Fixed line and mobile telephone providers have been on a collision course for years, after all to consumers the way ‘communication’ is fulfilled is unimportant – differentiation has principally been around service experience and price.  The convergence has been particularly interesting in large businesses, where mobile phones have become the medium of choice for many executives even when sat at their desk, representing a valuable revenue stream for mobile telco’s such as Vodafone.  However, these revenues fell away quickly when new technologies emerged to route mobile calls made within offices through the local IP network, drastically reducing call costs.

jī opportunity

To arrest this loss of revenues Vodafone went back to basics and benchmarked its customer value proposition agaist its competitors.  It realised through customer research that the Achilles heel of these new technologies was the need to set up multiple accounts with service providers and the hugely complex bills that resulted. Vodafone responded by entering into partnerships with fixed-line operators (including BT in the UK) and service providers (including Central Telecom) to manage technology interfaces and provide a single solution to the customer.  Through these partnerships it was able to provide customers with a single bill and a single number per user – thereby gaining revenue from all aspects of the call routing (both fixed line and mobile) and recapturing the lost revenue of calls made on mobiles within offices.

How About…

  • Researching your customers’ experiences of your product/service and that of your broad competitive set?
  • Partnering with players from adjacent industries (who otherwise might be competitors) to offer single, simple solutions and derail disruptors?

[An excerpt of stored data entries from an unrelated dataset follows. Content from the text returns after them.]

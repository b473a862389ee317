use serde::Serialize;

/// The size in bytes of a double-precision matrix element
const ELEMENT_BYTES: f64 = 8.0;

/// The default ratio applied to the matrix dimension
pub(crate) const DEFAULT_RATIO: f64 = 0.8;

/// The user-facing form of the memory share knob
#[derive(Debug, Clone, Copy, PartialEq, Serialize)]
#[serde(rename_all = "lowercase")]
pub(crate) enum MemoryShare {
	/// A linear scale on the matrix dimension, squared to get the share
	Ratio(f64),
	/// A percentage of the total memory
	Percent(f64),
}

impl Default for MemoryShare {
	fn default() -> Self {
		Self::Ratio(DEFAULT_RATIO)
	}
}

impl MemoryShare {
	/// The fraction of the total memory which the matrix should occupy
	pub(crate) fn fraction(&self) -> f64 {
		match self {
			Self::Ratio(r) => r * r,
			Self::Percent(p) => p / 100.0,
		}
	}
}

/// A fully resolved problem description
#[derive(Debug, Clone, Copy, PartialEq, Serialize)]
pub(crate) struct Problem {
	/// The number of compute nodes
	pub(crate) nodes: u32,
	/// The memory available on each node in KiB
	pub(crate) ram_per_node_kib: f64,
	/// The fraction of the total memory to target
	pub(crate) mem_fraction: f64,
	/// The blocking factor which N must be a multiple of
	pub(crate) block_size: u32,
}

/// The computed problem size along with its intermediate quantities
#[derive(Debug, Clone, Copy, PartialEq, Serialize)]
pub(crate) struct Sizing {
	/// The memory across all nodes in bytes
	pub(crate) total_memory_bytes: f64,
	/// The matrix dimension before block alignment
	pub(crate) elements: u64,
	/// The number of whole blocks which fit in the dimension
	pub(crate) blocks: u64,
	/// The final block-aligned matrix dimension
	pub(crate) n: u64,
}

impl Problem {
	/// Calculate the largest block-aligned N for this problem
	pub(crate) fn size(&self) -> Sizing {
		let total_memory_bytes = self.nodes as f64 * self.ram_per_node_kib * 1024.0;
		// Degenerate budgets yield an empty problem
		let budget = self.mem_fraction * total_memory_bytes;
		let elements = if budget > 0.0 {
			(budget / ELEMENT_BYTES).sqrt().round() as u64
		} else {
			0
		};
		let blocks = match self.block_size {
			0 => 0,
			nb => elements / nb as u64,
		};
		Sizing {
			total_memory_bytes,
			elements,
			blocks,
			n: blocks * self.block_size as u64,
		}
	}
}

/// Calculate N for the given node count, memory, fraction and block size
pub(crate) fn compute(
	nodes: u32,
	ram_per_node_kib: f64,
	mem_fraction: f64,
	block_size: u32,
) -> u64 {
	Problem {
		nodes,
		ram_per_node_kib,
		mem_fraction,
		block_size,
	}
	.size()
	.n
}

#[cfg(test)]
mod test {
	use super::*;

	const GIB_IN_KIB: f64 = 1024.0 * 1024.0;

	fn raw_elements(nodes: u32, kib: f64, fraction: f64) -> u64 {
		let total = nodes as f64 * kib * 1024.0;
		(fraction * total / 8.0).sqrt().round() as u64
	}

	#[test]
	fn test_two_nodes_default_ratio() {
		let fraction = MemoryShare::default().fraction();
		let sizing = Problem {
			nodes: 2,
			ram_per_node_kib: 128.0 * GIB_IN_KIB,
			mem_fraction: fraction,
			block_size: 192,
		}
		.size();
		assert_eq!(sizing.total_memory_bytes, 2.0 * 128.0 * 1024.0 * 1024.0 * 1024.0);
		assert_eq!(sizing.elements, 148291);
		assert_eq!(sizing.blocks, 772);
		assert_eq!(sizing.n, 148224);
	}

	#[test]
	fn test_percent_share_scales_dimension() {
		let kib = 128.0 * GIB_IN_KIB;
		let ratio = Problem {
			nodes: 1,
			ram_per_node_kib: kib,
			mem_fraction: MemoryShare::Ratio(0.8).fraction(),
			block_size: 192,
		}
		.size();
		let percent = Problem {
			nodes: 1,
			ram_per_node_kib: kib,
			mem_fraction: MemoryShare::Percent(30.0).fraction(),
			block_size: 192,
		}
		.size();
		assert_eq!(ratio.elements, 104858);
		assert_eq!(ratio.n, 104832);
		assert_eq!(percent.elements, 71791);
		assert_eq!(percent.n, 71616);
		let expected = ratio.elements as f64 * (0.30f64 / 0.64).sqrt();
		assert!((percent.elements as f64 - expected).abs() < 1.0);
	}

	#[test]
	fn test_unit_block_size_keeps_raw_elements() {
		let kib = 128.0 * GIB_IN_KIB;
		assert_eq!(compute(1, kib, 0.30, 1), 71791);
		assert_eq!(compute(1, 1024.0, 0.64, 1), raw_elements(1, 1024.0, 0.64));
	}

	#[test]
	fn test_wide_block_size() {
		assert_eq!(compute(1, 16.0 * GIB_IN_KIB, 0.64, 384), 36864);
	}

	#[test]
	fn test_degenerate_inputs() {
		assert_eq!(compute(1, 128.0 * GIB_IN_KIB, 0.0, 192), 0);
		assert_eq!(compute(1, 0.0, 0.64, 192), 0);
		assert_eq!(compute(1, -1024.0, 0.64, 192), 0);
		assert_eq!(compute(1, f64::NAN, 0.64, 192), 0);
		assert_eq!(compute(1, 1024.0, 0.64, 0), 0);
	}

	#[test]
	fn test_share_fractions() {
		assert_eq!(MemoryShare::Percent(30.0).fraction(), 0.3);
		assert_eq!(MemoryShare::Ratio(0.5).fraction(), 0.25);
		assert_eq!(MemoryShare::Ratio(1.0).fraction(), 1.0);
		assert_eq!(MemoryShare::default(), MemoryShare::Ratio(DEFAULT_RATIO));
	}

	#[test]
	fn test_result_is_block_aligned_and_bounded() {
		for nodes in [1, 2, 3, 7, 16, 128] {
			for gib in [0.5, 1.0, 3.0, 16.0, 96.0, 512.0] {
				for fraction in [0.01, 0.25, 0.5, 0.64, 0.81, 1.0] {
					for nb in [1, 64, 192, 232, 384, 1000] {
						let kib = gib * GIB_IN_KIB;
						let n = compute(nodes, kib, fraction, nb);
						let raw = raw_elements(nodes, kib, fraction);
						assert_eq!(n % nb as u64, 0);
						assert!(n <= raw);
						assert!(raw - n < nb as u64);
					}
				}
			}
		}
	}

	#[test]
	fn test_repeated_calls_agree() {
		let first = compute(3, 48.0 * GIB_IN_KIB, 0.7, 192);
		let second = compute(3, 48.0 * GIB_IN_KIB, 0.7, 192);
		assert_eq!(first, second);
	}

	#[test]
	fn test_monotonic_in_every_input() {
		let kib = 8.0 * GIB_IN_KIB;
		let mut last = 0;
		for step in 1..=100 {
			let n = compute(1, kib, step as f64 / 100.0, 192);
			assert!(n >= last);
			last = n;
		}
		let mut last = 0;
		for nodes in 1..=64 {
			let n = compute(nodes, kib, 0.64, 192);
			assert!(n >= last);
			last = n;
		}
		let mut last = 0;
		for gib in 1..=256 {
			let n = compute(4, gib as f64 * GIB_IN_KIB, 0.64, 192);
			assert!(n >= last);
			last = n;
		}
	}
}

(co-authored with Matt Lill, London-based strategy consultant and serial enthusiast – thanks Matt)

February 23, 2010

39) PSA Peugeot Citroën

wēi  danger

The auto industry has experienced the perfect storm over the last few years – rising fuel prices, increasing environmental awareness, drops in consumer spending and the emergence of alternative transport types.   All of which have compounded to hit global sales. PSA Peugeot Citroën, owner of the Peugeot brand and the second largest European carmaker is no exception – in mid 2009 ‘adverse market and industry conditions’ were blamed for falls in sales and increasing operating losses.  Peugeot’s breadth of vehicle types, including trucks, vans, cars, mopeds and bicycles has often been cited as problematic – potentially spreading resource too thinly and preventing the brand from mastering any particular vehicle type.

jī opportunity

Peugeot may have found a way to turn its breadth of offer into real competitive advantage with a recently launched leasing service.  After simply signing up over the web to top up a virtual credit card with unités mobilités (mobility units) a member can lease the vehicle of their choice for a few hours or days before returning it to the pool ready for the next member.  Although car membership clubs such as Streetcar are nothing new, Peugeot’s ability to offer such a choice (from trucks to bikes) and the use of its existing dealership network as collection and servicing points differentiates its offer from the alternatives and help keep its costs low.  Peugeot has evidenced that the service nets out significantly cheaper than owning a car for an average city dweller.  After initial trials with Peugeot employees and subsequent roll out to key cities in France uptake has been encouraging and Peugeot plans to launch the service, called Mu, in London early this year.  The company is also considering launching a loyalty scheme to enable its members to collect unités mobilités when making purchases with partner companies.

How About…

  • Exploring new ownership models, including fractional ownership?
  • Examining the opportunity to shift from selling products to services?
  • Trialing new products and services with your employees?
  • Making your consumers stickier using loyalty schemes?